▸ **BRIEF**
Your answer must consist of every line from the data below that includes the word "table".

*** Opening EXERCISE MATERIAL ***

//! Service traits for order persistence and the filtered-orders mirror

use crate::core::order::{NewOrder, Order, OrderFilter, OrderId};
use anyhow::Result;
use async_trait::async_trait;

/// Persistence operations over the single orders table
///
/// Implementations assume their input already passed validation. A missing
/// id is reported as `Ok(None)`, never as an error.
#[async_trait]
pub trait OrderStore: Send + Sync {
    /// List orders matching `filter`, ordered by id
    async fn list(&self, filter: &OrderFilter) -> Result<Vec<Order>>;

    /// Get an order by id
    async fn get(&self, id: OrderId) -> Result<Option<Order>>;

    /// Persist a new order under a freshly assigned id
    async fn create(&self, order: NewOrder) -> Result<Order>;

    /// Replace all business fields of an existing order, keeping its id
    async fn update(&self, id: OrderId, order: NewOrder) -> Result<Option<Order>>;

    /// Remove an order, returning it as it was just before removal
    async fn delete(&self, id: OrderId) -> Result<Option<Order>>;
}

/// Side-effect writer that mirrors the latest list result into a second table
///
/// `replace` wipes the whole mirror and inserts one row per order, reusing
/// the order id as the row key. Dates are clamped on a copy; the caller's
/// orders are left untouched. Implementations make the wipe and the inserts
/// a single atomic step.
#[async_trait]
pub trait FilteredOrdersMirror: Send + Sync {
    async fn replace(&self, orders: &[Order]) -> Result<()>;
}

*** Closing EXERCISE MATERIAL ***
*** Opening EXERCISE MATERIAL ***

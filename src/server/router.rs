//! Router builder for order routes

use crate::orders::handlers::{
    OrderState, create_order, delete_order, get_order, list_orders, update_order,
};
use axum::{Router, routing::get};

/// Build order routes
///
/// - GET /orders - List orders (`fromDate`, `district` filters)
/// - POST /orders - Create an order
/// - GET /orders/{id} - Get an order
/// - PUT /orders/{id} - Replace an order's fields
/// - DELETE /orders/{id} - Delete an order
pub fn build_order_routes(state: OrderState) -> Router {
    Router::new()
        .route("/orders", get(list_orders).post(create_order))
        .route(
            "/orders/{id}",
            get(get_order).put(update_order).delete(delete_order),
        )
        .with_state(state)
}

*** Closing EXERCISE MATERIAL ***

▸ **TASK SOLUTION**
/// Persistence operations over the single orders table
/// Side-effect writer that mirrors the latest list result into a second table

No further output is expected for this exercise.